*Problem statement:*
Restate, word for word, the lines from the opening line of the data through the line containing "use serde::Deserialize;", both included, and nothing else.

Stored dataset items
________

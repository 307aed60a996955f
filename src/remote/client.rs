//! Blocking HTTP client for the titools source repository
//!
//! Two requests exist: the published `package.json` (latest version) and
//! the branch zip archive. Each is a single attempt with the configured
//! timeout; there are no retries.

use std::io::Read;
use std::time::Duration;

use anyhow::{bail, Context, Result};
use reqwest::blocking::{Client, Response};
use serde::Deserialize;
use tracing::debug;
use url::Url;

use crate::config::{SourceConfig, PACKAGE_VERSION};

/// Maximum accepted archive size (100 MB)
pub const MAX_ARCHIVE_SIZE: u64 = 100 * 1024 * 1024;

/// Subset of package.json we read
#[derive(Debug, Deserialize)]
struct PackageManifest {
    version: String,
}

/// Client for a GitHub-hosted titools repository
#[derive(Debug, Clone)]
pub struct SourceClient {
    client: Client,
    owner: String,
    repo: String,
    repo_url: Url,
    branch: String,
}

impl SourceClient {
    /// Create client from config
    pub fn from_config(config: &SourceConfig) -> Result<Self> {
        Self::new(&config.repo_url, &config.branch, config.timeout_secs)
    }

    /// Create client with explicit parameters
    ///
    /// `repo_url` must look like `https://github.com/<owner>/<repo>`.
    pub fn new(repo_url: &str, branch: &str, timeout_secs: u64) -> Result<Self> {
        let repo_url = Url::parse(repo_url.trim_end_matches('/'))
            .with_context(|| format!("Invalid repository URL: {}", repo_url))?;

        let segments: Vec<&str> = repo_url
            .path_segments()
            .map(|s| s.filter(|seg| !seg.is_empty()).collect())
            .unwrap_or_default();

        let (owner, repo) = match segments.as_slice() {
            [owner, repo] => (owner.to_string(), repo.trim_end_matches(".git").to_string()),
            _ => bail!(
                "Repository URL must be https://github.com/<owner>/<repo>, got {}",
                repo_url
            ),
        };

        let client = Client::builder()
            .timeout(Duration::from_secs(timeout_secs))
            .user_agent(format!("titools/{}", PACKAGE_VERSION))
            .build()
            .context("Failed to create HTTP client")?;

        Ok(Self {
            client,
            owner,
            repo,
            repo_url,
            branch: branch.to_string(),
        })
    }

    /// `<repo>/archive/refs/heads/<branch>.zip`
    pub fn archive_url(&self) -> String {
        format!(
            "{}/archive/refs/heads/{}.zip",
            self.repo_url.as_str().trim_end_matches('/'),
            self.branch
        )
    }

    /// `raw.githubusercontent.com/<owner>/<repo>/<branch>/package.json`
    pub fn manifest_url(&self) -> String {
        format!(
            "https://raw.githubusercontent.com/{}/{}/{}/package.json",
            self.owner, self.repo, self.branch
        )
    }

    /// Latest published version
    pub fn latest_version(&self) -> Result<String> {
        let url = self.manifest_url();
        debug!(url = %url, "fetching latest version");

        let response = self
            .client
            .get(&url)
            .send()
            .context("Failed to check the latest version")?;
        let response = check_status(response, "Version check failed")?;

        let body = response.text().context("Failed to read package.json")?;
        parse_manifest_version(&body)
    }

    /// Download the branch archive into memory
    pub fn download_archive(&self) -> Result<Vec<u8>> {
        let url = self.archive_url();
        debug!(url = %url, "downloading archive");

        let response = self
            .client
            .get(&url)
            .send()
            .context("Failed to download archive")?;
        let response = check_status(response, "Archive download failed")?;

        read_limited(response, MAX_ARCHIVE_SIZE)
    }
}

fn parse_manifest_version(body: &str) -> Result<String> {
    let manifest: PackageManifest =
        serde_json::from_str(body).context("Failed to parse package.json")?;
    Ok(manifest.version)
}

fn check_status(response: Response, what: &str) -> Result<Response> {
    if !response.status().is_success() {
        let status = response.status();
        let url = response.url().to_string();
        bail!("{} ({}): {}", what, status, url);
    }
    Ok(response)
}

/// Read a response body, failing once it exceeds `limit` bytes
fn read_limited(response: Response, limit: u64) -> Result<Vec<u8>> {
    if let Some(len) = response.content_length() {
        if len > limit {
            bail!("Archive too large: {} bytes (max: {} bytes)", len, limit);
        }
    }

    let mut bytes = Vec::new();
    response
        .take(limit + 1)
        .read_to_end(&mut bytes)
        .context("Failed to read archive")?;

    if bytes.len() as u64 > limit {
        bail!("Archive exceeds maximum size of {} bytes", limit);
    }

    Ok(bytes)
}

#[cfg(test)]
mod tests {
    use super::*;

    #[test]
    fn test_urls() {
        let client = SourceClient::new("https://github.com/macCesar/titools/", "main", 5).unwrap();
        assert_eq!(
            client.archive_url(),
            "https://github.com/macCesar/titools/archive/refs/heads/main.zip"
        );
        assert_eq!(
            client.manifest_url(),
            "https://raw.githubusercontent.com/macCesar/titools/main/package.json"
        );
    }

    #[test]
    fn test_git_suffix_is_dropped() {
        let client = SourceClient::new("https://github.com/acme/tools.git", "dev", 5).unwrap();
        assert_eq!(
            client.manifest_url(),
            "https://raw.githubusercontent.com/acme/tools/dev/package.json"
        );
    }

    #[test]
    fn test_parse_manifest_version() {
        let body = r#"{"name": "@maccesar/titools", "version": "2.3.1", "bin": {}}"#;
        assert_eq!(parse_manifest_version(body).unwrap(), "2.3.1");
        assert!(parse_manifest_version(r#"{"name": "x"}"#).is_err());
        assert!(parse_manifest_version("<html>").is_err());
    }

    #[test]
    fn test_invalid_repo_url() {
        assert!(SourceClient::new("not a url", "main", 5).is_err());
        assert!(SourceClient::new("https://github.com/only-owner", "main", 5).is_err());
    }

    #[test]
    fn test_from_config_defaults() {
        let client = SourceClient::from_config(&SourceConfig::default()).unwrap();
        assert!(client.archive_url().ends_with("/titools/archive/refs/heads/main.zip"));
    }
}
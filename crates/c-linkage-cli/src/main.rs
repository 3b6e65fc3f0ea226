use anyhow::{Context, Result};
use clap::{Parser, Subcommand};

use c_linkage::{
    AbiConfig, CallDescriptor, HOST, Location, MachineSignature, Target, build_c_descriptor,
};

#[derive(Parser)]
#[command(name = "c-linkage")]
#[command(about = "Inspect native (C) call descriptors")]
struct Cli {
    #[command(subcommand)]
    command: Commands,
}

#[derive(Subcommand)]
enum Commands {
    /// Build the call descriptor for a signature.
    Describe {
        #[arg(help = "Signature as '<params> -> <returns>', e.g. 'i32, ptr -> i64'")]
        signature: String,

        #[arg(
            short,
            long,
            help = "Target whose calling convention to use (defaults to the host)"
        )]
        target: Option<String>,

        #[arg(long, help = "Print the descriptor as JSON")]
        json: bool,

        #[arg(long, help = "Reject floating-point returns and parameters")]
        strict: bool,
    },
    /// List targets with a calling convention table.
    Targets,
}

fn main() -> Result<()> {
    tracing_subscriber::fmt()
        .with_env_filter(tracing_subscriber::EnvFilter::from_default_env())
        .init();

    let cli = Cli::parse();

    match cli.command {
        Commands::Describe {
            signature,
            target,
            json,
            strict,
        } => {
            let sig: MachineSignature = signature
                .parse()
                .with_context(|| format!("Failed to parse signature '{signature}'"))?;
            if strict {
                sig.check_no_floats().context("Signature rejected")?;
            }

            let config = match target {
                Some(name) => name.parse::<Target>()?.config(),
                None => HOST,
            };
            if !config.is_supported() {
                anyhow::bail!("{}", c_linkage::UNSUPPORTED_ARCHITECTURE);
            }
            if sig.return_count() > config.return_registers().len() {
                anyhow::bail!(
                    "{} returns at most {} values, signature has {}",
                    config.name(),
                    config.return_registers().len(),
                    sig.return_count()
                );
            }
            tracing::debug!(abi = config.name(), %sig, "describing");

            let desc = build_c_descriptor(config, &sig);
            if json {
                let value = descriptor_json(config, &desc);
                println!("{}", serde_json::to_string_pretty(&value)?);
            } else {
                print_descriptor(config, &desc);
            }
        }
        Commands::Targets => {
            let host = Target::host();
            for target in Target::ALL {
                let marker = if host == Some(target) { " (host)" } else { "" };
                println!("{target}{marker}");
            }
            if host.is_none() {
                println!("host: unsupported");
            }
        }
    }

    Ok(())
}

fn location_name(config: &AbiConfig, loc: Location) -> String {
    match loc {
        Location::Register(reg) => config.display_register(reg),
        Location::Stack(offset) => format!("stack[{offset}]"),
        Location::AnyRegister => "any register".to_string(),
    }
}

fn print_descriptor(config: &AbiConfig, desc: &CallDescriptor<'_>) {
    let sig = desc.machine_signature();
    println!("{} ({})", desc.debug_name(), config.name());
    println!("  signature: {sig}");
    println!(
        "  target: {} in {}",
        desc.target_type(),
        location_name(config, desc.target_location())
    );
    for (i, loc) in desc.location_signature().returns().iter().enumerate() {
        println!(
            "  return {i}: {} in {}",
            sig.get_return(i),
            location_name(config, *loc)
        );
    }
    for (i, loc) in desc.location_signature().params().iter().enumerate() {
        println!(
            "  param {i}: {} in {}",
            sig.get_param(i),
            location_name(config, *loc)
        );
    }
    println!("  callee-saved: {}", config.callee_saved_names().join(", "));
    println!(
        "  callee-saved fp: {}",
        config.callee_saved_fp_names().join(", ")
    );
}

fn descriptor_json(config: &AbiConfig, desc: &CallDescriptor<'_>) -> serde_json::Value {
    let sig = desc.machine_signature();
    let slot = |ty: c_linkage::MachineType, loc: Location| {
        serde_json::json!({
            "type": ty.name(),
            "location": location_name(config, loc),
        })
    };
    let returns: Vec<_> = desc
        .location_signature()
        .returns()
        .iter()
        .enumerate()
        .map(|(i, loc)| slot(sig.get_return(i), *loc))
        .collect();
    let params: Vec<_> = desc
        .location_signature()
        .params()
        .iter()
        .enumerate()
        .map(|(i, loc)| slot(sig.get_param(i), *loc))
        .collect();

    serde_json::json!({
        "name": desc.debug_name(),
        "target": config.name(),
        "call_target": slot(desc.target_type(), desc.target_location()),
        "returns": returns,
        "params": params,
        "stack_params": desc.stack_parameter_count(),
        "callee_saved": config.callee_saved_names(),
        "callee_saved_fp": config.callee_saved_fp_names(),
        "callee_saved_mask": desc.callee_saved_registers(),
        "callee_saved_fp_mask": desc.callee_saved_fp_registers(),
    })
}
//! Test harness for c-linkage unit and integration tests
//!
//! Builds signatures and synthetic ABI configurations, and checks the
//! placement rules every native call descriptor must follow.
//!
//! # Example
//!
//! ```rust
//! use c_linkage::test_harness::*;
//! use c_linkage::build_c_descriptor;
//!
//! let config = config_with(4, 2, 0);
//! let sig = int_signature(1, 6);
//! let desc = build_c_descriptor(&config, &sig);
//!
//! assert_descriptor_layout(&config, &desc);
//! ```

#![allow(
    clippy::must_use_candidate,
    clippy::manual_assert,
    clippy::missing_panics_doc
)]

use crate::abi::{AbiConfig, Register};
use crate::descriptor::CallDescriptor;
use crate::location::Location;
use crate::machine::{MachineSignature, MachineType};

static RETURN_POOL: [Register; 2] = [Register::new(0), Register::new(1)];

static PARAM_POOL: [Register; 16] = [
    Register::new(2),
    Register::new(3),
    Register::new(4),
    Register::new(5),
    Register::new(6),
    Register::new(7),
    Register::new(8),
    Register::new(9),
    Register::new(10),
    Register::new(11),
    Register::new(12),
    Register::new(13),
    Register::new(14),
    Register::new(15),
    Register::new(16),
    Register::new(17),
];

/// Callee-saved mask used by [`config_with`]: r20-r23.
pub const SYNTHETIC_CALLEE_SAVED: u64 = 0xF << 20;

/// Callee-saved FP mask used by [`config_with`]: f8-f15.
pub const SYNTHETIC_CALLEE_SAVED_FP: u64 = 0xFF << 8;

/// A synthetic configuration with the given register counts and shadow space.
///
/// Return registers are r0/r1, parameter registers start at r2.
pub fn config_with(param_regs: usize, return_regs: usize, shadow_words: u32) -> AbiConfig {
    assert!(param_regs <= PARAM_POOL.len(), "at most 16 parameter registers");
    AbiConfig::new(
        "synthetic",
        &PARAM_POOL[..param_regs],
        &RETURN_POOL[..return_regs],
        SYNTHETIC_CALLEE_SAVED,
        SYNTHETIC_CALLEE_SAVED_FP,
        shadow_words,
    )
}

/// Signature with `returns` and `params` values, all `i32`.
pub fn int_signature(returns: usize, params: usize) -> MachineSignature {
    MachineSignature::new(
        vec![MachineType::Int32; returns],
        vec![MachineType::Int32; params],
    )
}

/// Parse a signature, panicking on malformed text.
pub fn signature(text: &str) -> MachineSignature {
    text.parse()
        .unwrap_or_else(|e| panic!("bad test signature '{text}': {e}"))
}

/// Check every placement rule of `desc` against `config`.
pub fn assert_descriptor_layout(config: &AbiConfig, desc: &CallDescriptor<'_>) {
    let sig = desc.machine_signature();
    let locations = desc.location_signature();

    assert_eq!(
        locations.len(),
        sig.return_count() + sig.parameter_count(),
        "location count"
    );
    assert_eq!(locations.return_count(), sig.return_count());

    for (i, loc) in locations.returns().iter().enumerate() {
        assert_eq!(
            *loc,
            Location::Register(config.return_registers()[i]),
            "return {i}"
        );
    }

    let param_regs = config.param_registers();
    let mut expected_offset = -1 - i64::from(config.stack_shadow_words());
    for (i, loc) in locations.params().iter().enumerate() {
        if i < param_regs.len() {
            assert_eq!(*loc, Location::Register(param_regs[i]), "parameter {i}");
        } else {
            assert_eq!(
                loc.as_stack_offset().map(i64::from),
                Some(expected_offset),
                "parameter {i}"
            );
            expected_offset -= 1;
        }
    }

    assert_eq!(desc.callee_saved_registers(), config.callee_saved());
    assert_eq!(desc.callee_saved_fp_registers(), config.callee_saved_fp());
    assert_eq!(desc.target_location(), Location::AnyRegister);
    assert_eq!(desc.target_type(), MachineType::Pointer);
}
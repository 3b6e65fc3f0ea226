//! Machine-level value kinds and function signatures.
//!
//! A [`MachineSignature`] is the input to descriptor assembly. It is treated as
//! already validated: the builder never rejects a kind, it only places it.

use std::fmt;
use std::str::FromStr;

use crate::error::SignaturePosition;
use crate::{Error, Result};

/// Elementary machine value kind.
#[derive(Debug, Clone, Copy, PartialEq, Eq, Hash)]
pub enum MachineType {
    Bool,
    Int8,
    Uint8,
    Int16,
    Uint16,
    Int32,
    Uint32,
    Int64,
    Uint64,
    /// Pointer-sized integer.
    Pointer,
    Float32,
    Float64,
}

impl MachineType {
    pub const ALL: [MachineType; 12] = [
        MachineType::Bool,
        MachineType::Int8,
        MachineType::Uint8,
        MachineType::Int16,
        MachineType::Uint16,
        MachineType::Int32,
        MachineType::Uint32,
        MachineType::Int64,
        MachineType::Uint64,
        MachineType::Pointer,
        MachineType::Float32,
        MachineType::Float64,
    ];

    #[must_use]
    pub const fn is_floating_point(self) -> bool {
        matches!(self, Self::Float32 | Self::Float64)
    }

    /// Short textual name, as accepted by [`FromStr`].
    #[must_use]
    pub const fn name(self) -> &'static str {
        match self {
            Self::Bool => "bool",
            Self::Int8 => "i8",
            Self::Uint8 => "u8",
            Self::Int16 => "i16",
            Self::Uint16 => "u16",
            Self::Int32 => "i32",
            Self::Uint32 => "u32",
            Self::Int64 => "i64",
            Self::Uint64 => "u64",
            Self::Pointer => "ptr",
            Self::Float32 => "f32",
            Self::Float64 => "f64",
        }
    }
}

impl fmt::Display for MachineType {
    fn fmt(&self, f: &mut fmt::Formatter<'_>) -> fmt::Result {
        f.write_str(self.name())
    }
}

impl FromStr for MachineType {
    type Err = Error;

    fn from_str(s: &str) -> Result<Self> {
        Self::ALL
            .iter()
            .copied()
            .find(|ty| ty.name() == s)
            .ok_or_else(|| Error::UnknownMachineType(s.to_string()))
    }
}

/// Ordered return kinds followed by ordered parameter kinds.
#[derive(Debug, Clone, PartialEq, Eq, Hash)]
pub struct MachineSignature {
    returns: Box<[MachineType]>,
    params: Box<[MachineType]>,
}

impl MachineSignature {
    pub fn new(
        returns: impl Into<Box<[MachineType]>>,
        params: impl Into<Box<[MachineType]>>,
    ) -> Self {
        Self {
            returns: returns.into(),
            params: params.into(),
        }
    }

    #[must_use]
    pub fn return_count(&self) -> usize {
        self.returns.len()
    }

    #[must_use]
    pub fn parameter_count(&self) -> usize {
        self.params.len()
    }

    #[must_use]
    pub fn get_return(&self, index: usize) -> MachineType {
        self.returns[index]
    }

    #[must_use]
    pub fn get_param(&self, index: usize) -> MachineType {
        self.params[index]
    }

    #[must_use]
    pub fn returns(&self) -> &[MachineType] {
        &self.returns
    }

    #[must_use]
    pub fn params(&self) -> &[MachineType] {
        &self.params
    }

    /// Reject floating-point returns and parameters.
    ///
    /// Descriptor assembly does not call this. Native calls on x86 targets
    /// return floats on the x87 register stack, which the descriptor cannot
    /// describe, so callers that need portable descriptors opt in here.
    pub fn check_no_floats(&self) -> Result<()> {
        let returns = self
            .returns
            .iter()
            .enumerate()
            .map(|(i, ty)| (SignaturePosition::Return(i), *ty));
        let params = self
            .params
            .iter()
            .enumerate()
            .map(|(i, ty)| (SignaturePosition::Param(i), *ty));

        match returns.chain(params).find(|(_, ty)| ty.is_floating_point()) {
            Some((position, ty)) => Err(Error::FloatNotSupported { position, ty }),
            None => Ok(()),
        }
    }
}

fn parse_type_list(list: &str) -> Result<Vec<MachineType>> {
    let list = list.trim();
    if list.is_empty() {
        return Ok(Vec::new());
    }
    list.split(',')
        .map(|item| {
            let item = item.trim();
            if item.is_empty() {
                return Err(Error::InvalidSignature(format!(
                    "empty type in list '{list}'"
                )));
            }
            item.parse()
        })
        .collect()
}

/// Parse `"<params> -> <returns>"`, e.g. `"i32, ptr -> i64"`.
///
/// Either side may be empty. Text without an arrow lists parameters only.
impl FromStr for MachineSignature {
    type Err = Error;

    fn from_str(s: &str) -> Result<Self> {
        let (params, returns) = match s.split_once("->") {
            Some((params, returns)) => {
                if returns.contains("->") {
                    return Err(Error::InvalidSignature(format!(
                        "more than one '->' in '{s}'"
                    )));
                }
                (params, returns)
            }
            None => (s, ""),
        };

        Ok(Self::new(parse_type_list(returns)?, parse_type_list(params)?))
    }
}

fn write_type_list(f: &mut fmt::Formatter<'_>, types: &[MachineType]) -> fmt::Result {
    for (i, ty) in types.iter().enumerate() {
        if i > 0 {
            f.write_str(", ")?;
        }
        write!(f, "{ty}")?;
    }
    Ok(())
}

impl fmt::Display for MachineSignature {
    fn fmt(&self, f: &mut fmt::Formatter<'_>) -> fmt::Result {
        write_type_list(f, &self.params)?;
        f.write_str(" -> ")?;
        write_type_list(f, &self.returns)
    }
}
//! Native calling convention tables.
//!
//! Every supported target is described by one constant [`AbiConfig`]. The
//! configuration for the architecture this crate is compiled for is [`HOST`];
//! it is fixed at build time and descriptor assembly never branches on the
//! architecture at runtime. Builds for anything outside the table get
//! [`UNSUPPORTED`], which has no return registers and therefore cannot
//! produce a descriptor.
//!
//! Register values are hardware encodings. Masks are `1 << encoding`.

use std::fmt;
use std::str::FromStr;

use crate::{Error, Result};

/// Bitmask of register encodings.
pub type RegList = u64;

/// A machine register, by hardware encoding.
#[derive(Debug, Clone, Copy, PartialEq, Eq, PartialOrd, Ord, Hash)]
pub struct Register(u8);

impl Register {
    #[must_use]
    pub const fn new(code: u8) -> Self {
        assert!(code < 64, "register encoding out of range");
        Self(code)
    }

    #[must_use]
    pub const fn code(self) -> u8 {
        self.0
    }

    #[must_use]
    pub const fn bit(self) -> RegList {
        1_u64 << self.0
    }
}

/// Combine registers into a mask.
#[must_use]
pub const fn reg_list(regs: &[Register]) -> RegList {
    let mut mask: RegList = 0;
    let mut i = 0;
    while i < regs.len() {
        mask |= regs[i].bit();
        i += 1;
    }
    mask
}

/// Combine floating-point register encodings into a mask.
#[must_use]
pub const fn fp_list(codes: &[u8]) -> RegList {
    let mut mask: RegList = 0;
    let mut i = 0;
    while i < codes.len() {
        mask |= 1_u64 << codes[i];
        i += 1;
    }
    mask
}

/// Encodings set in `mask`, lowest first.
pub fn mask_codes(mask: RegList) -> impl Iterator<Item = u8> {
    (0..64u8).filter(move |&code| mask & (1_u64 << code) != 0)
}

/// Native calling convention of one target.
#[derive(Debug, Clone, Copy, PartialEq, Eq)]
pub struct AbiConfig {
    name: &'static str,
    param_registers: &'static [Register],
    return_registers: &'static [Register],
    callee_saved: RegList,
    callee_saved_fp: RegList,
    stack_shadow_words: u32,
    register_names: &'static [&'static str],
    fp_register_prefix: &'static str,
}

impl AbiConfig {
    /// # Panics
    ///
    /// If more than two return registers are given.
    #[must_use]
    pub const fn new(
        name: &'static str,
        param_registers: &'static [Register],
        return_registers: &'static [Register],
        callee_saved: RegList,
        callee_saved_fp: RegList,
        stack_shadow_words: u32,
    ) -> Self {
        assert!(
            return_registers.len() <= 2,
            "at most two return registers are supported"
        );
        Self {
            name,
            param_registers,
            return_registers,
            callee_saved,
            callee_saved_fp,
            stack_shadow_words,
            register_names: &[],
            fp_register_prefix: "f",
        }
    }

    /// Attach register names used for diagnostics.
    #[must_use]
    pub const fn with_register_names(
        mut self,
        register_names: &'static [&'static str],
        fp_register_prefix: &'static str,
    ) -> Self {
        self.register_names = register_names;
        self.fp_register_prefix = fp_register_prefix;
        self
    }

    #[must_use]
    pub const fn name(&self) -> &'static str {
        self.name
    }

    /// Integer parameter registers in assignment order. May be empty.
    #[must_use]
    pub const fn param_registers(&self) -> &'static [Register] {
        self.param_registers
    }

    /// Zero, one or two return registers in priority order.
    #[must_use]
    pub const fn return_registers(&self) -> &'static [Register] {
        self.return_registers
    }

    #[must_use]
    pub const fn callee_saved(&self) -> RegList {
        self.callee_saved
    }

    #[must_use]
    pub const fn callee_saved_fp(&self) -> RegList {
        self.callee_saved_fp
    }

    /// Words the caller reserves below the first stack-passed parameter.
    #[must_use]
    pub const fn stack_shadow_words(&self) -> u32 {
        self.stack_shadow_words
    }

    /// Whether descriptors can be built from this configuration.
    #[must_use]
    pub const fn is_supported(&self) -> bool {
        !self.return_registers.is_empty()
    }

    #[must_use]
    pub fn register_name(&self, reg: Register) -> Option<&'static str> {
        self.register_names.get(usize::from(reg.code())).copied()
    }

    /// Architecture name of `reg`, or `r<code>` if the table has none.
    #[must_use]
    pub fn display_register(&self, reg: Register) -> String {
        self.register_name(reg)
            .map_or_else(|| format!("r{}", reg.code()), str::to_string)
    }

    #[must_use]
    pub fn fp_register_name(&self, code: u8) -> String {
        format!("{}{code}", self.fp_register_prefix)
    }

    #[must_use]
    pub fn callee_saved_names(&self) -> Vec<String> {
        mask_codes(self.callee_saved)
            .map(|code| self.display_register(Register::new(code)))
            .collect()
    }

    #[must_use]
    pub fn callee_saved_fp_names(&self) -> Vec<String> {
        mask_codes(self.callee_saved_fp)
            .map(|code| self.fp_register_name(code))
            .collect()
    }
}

________

*Answer box:*
repository 307aed60a996955f
filename src/remote/client.rs
//! Blocking HTTP client for the titools source repository
//!
//! Two requests exist: the published `package.json` (latest version) and
//! the branch zip archive. Each is a single attempt with the configured
//! timeout; there are no retries.

use std::io::Read;
use std::time::Duration;

use anyhow::{bail, Context, Result};
use reqwest::blocking::{Client, Response};
use serde::Deserialize;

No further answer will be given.